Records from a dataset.

+ + +

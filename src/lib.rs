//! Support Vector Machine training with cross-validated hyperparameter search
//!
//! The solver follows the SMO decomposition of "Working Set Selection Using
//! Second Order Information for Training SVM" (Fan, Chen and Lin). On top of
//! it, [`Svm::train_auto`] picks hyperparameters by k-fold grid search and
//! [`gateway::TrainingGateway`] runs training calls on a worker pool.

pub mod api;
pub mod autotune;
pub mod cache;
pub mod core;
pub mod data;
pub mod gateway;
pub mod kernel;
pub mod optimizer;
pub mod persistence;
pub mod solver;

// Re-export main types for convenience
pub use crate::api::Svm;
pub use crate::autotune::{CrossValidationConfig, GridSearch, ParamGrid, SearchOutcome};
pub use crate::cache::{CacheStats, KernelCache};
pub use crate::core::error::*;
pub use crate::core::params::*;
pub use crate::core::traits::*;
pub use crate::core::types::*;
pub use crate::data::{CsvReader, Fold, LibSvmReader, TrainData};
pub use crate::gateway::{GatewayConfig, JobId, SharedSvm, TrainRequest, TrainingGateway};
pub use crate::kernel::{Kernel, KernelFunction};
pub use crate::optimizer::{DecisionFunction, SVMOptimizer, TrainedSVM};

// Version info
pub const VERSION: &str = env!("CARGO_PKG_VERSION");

+ + +

What is expected.
All lines with the word "gateway" must be located in the data and copied.

Output below.
//! [`gateway::TrainingGateway`] runs training calls on a worker pool.
pub mod gateway;
pub use crate::gateway::{GatewayConfig, JobId, SharedSvm, TrainRequest, TrainingGateway};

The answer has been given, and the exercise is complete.